6. Alarme de torque do componente
O alarme de torque de peças geralmente ocorre durante o processo de montagem do parafuso controlado pelo método de ângulo. Os principais fatores são: o motivo é que a faixa de controle de torque de montagem das peças é irracional, manifestada como configuração da faixa de controle muito pequena, e a faixa de controle mudando para cima ou para baixo.
Falha no pré-aperto no ângulo predefinido, alarme de torque atingindo o limite superior: os fatores incluem o coeficiente de atrito das próprias peças excedendo o limite superior, o coeficiente de atrito do encaixe das peças excedendo o limite superior e a interferência entre as peças, causando um aumento acentuado no torque de montagem.
Montagem normal, alarme de limite inferior de torque: O fator é que o coeficiente de atrito da própria peça excede o limite inferior ou o coeficiente de atrito do encaixe da peça excede o limite inferior. Quando a peça é aparafusada, o torque do encaixe é maior que o torque inicial (ou seja, o consumo de torque é muito alto), o que é comumente visto no aperto deporcas de segurança.
7. Deslizamento do fio
Conexões roscadas frequentemente sofrem deslizamento de rosca, principalmente devido à descarbonetação da rosca.
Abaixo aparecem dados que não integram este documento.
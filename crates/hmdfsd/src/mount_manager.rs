//! Mount lifecycle serialization
//!
//! The mount manager is the only place hmdfs instances are mounted and
//! unmounted. It keeps the device manager in lockstep with the mounted
//! groups: every successful mount joins a group, every unmount quits it,
//! and teardown unwinds in reverse insertion order so overlapping mounts
//! come apart dependencies-last.

use std::sync::Arc;

use parking_lot::Mutex;
use tracing::{error, info, warn};

use hmdfsd_core::{MountArgumentDescriptors, MountError};

use crate::mount_point::{MountInterface, MountPoint};

/// Group membership side of the mount lifecycle, implemented by the device
/// manager
pub trait GroupNotifier: Send + Sync {
    fn join_group(&self, mp: Arc<MountPoint>);
    fn quit_group(&self, mp: Arc<MountPoint>);
}

pub struct MountManager {
    mounter: Box<dyn MountInterface>,
    notifier: Arc<dyn GroupNotifier>,
    mount_points: Mutex<Vec<Arc<MountPoint>>>,
    cur_user: Mutex<Option<i32>>,
}

impl MountManager {
    pub fn new(mounter: Box<dyn MountInterface>, notifier: Arc<dyn GroupNotifier>) -> Self {
        Self {
            mounter,
            notifier,
            mount_points: Mutex::new(Vec::new()),
            cur_user: Mutex::new(None),
        }
    }

    /// Mount one hmdfs instance and join its group.
    ///
    /// A stale instance at the same destination is unmounted best-effort
    /// first, clearing leftover kernel state from a previous run.
    pub fn mount(&self, mp: MountPoint) -> Result<Arc<MountPoint>, MountError> {
        let mut mounted = self.mount_points.lock();
        if mounted.iter().any(|cur| **cur == mp) {
            let dst = mp.mount_argument().full_dst();
            error!("mount an existent mountpoint {dst}");
            return Err(MountError::AlreadyMounted(dst));
        }

        if let Err(e) = self.mounter.umount(mp.mount_argument()) {
            info!("pre-umount skipped: {e}");
        }
        self.mounter.mount(mp.mount_argument())?;

        let mp = Arc::new(mp);
        self.notifier.join_group(Arc::clone(&mp));
        mounted.push(Arc::clone(&mp));
        info!("mounted {mp}");
        Ok(mp)
    }

    /// Unmount a tracked instance and quit its group
    pub fn umount(&self, mp: &MountPoint) -> Result<(), MountError> {
        let mut mounted = self.mount_points.lock();
        let Some(idx) = mounted.iter().position(|cur| **cur == *mp) else {
            let dst = mp.mount_argument().full_dst();
            error!("umount a non-existent mountpoint {dst}");
            return Err(MountError::NotMounted(dst));
        };

        info!("umount begin for {mp}");
        self.mounter.umount(mp.mount_argument())?;
        let removed = mounted.remove(idx);
        self.notifier.quit_group(removed);
        info!("umount end");
        Ok(())
    }

    /// Unmount the accountless instance serving an auth group
    pub fn umount_by_group_id(&self, group_id: &str) -> Result<(), MountError> {
        if group_id.is_empty() {
            warn!("empty group id, no auth group to unmount");
            return Ok(());
        }
        let target = self
            .mount_points
            .lock()
            .iter()
            .find(|mp| {
                mp.is_account_less() && mp.mount_argument().relative_path == group_id
            })
            .cloned()
            .ok_or_else(|| MountError::UnknownGroup(group_id.to_string()))?;
        self.umount(&target)
    }

    /// Account switch: tear down the previous user's instance, then mount
    /// the default instance of the new user
    pub fn on_user_changed(&self, user_id: i32, account: &str) -> Result<(), MountError> {
        let previous = {
            let mut cur = self.cur_user.lock();
            let previous = *cur;
            *cur = Some(user_id);
            previous
        };
        info!("user changed to {user_id}");

        if let Some(old_id) = previous {
            let old = self
                .mount_points
                .lock()
                .iter()
                .find(|mp| mp.mount_argument().user_id == old_id && !mp.is_account_less())
                .cloned();
            match old {
                Some(old) => {
                    if let Err(e) = self.umount(&old) {
                        warn!("failed to stop user {old_id}'s instance: {e}");
                    }
                }
                None => warn!("no instance found for previous user {old_id}"),
            }
        }

        self.mount(MountPoint::new(MountArgumentDescriptors::alpha(
            user_id, account,
        )))?;
        Ok(())
    }

    /// Unmount everything, newest first
    pub fn teardown(&self) {
        let mut mounted = self.mount_points.lock();
        while let Some(mp) = mounted.pop() {
            if let Err(e) = self.mounter.umount(mp.mount_argument()) {
                warn!("teardown umount of {mp} failed: {e}");
            }
            self.notifier.quit_group(mp);
        }
    }

    /// Number of tracked instances
    pub fn mounted_count(&self) -> usize {
        self.mount_points.lock().len()
    }
}

impl Drop for MountManager {
    fn drop(&mut self) {
        self.teardown();
    }
}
O fenômeno comum é que o torque não pode ser aplicado durante a montagem e, após a remoção do parafuso, descobre-se que toda ou parte da rosca é retificada e a dureza da superfície da rosca do parafuso ou do furo da porca é baixa; O tamanho das roscas interna e externa é correspondido e a área de contato do par de conexões correspondentes é pequena. Existem duas situações: uma é que o número de roscas na engrenagem de acoplamento é pequeno e a outra é que as roscas não estão em contato umas com as outras dentro do diâmetro do passo (ou seja, a precisão do ajuste é ruim e o contato entre a rosca do parafuso e a rosca da porca é insuficiente).